**EXERCISE REQUIREMENTS**
Which lines of the data contain the string "FromStr"? Show each of them.

**MATERIAL PROVIDED**

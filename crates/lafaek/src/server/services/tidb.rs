//! TiDB-backed report store
//!
//! Reports are read over the MySQL wire protocol with sqlx. Cosine distance
//! is computed by TiDB's vector functions so embeddings never need to be
//! compared in process. Each analysis run gets its own small pool, closed
//! when the run ends.

use async_trait::async_trait;
use chrono::NaiveDateTime;
use sqlx::mysql::{MySql, MySqlConnectOptions, MySqlPool, MySqlPoolOptions, MySqlRow, MySqlSslMode};
use sqlx::{QueryBuilder, Row};
use std::str::FromStr;

use tally::report::{ReportStatus, WasteType};
use tally::{Embedding, ReportRecord, ReportSession, ReportStore, StoreError};

use crate::server::config::ServiceConfig;

const REPORT_COLUMNS: &str = "SELECT \
  CAST(r.report_id AS SIGNED) AS report_id, \
  CAST(r.latitude AS DOUBLE) AS latitude, \
  CAST(r.longitude AS DOUBLE) AS longitude, \
  r.address_text, \
  r.description, \
  r.report_date, \
  CAST(r.status AS CHAR) AS status, \
  r.image_url, \
  VEC_AS_TEXT(ar.image_embedding) AS image_embedding, \
  VEC_AS_TEXT(ar.location_embedding) AS location_embedding, \
  ar.full_description, \
  CAST(ar.confidence_score AS DOUBLE) AS confidence_score, \
  CAST(ar.severity_score AS DOUBLE) AS severity_score, \
  CAST(ar.priority_level AS CHAR) AS priority_level, \
  CAST(ar.estimated_volume AS DOUBLE) AS estimated_volume, \
  wt.name AS waste_type, \
  wt.recyclable, \
  CAST(wt.hazard_level AS CHAR) AS hazard_level, \
  u.username \
  FROM reports r \
  JOIN analysis_results ar ON r.report_id = ar.report_id \
  LEFT JOIN waste_types wt ON ar.waste_type_id = wt.waste_type_id \
  LEFT JOIN users u ON r.user_id = u.user_id \
  WHERE ar.image_embedding IS NOT NULL AND r.report_id IN (";

const COSINE_DISTANCE_QUERY: &str =
  "SELECT VEC_COSINE_DISTANCE(VEC_FROM_TEXT(?), VEC_FROM_TEXT(?)) AS distance";

/// Opens one pooled session per analysis run
pub struct TidbReportStore {
  options: MySqlConnectOptions,
  max_connections: u32,
}

impl TidbReportStore {
  /// Pool size matches the distance fan-out
  pub fn new(config: &ServiceConfig) -> Self {
    let database = &config.database;
    let options = MySqlConnectOptions::new()
      .host(&database.host)
      .port(database.port)
      .username(&database.user)
      .password(&database.password)
      .database(&database.name)
      .ssl_mode(ssl_mode(config.require_verified_tls()));

    Self { options, max_connections: config.analysis.distance_concurrency.max(1) as u32 }
  }
}

/// Verified connections check the server certificate; the rest only encrypt
fn ssl_mode(verified: bool) -> MySqlSslMode {
  if verified {
    MySqlSslMode::VerifyIdentity
  } else {
    MySqlSslMode::Required
  }
}

#[async_trait]
impl ReportStore for TidbReportStore {
  async fn open_session(&self) -> Result<Box<dyn ReportSession>, StoreError> {
    let pool = MySqlPoolOptions::new()
      .max_connections(self.max_connections)
      .connect_with(self.options.clone())
      .await
      .map_err(|e| StoreError::connection(e.to_string()))?;

    Ok(Box::new(TidbSession { pool }))
  }
}

struct TidbSession {
  pool: MySqlPool,
}

#[async_trait]
impl ReportSession for TidbSession {
  async fn fetch_reports(&self, report_ids: &[i64]) -> Result<Vec<ReportRecord>, StoreError> {
    if report_ids.is_empty() {
      return Ok(Vec::new());
    }

    let mut query = fetch_query(report_ids);
    let rows = query
      .build()
      .fetch_all(&self.pool)
      .await
      .map_err(|e| StoreError::query(e.to_string()))?;

    rows.iter().map(decode_report).collect()
  }

  async fn cosine_distance(&self, left: &ReportRecord, right: &ReportRecord) -> Result<f64, StoreError> {
    let distance: Option<f64> = sqlx::query_scalar(COSINE_DISTANCE_QUERY)
      .bind(left.image_embedding.to_text())
      .bind(right.image_embedding.to_text())
      .fetch_one(&self.pool)
      .await
      .map_err(|e| StoreError::query(e.to_string()))?;

    distance.ok_or_else(|| {
      StoreError::decode(format!(
        "no cosine distance between reports {} and {}",
        left.report_id, right.report_id
      ))
    })
  }

  async fn close(&self) {
    self.pool.close().await;
  }
}

fn fetch_query(report_ids: &[i64]) -> QueryBuilder<'static, MySql> {
  let mut query = QueryBuilder::new(REPORT_COLUMNS);
  let mut ids = query.separated(", ");
  for id in report_ids {
    ids.push_bind(*id);
  }
  query.push(") ORDER BY r.report_date DESC");
  query
}

fn column<'r, T>(row: &'r MySqlRow, name: &str) -> Result<T, StoreError>
where
  T: sqlx::Decode<'r, MySql> + sqlx::Type<MySql>,
{
  row.try_get(name).map_err(|e| StoreError::decode(format!("column {name}: {e}")))
}

/// Parse an optional text label into its enum
fn label<T>(name: &str, value: Option<String>) -> Result<Option<T>, StoreError>
where
  T: FromStr<Err = String>,
{
  match value {
    None => Ok(None),
    Some(text) if text.trim().is_empty() => Ok(None),
    Some(text) => text.parse().map(Some).map_err(|e| StoreError::decode(format!("column {name}: {e}"))),
  }
}

fn embedding(name: &str, value: Option<String>) -> Result<Option<Embedding>, StoreError> {
  value
    .map(|text| Embedding::parse_text(&text).map_err(|e| StoreError::decode(format!("column {name}: {e}"))))
    .transpose()
}

fn decode_report(row: &MySqlRow) -> Result<ReportRecord, StoreError> {
  let report_id: i64 = column(row, "report_id")?;
  let report_date: NaiveDateTime = column(row, "report_date")?;
  let image_embedding = embedding("image_embedding", column(row, "image_embedding")?)?
    .ok_or_else(|| StoreError::decode(format!("report {report_id} has no image embedding")))?;

  let status: Option<ReportStatus> = label("status", column(row, "status")?)?;
  let waste_type = column::<Option<String>>(row, "waste_type")?.map(|name| -> Result<_, StoreError> {
    Ok(WasteType {
      name,
      recyclable: column(row, "recyclable")?,
      hazard_level: label("hazard_level", column(row, "hazard_level")?)?,
    })
  });

  let mut record = ReportRecord::new(report_id, image_embedding, report_date.and_utc());
  record.latitude = column::<Option<f64>>(row, "latitude")?.unwrap_or_default();
  record.longitude = column::<Option<f64>>(row, "longitude")?.unwrap_or_default();
  record.address_text = column(row, "address_text")?;
  record.description = column(row, "description")?;
  record.status = status.unwrap_or(record.status);
  record.image_url = column(row, "image_url")?;
  record.location_embedding = embedding("location_embedding", column(row, "location_embedding")?)?;
  record.full_description = column(row, "full_description")?;
  record.confidence_score = column(row, "confidence_score")?;
  record.severity_score = column(row, "severity_score")?;
  record.estimated_volume = column(row, "estimated_volume")?;
  record.priority_level = label("priority_level", column(row, "priority_level")?)?;
  record.waste_type = waste_type.transpose()?;
  record.username = column(row, "username")?;
  Ok(record)
}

**SOLUTION**
use std::str::FromStr;
  T: FromStr<Err = String>,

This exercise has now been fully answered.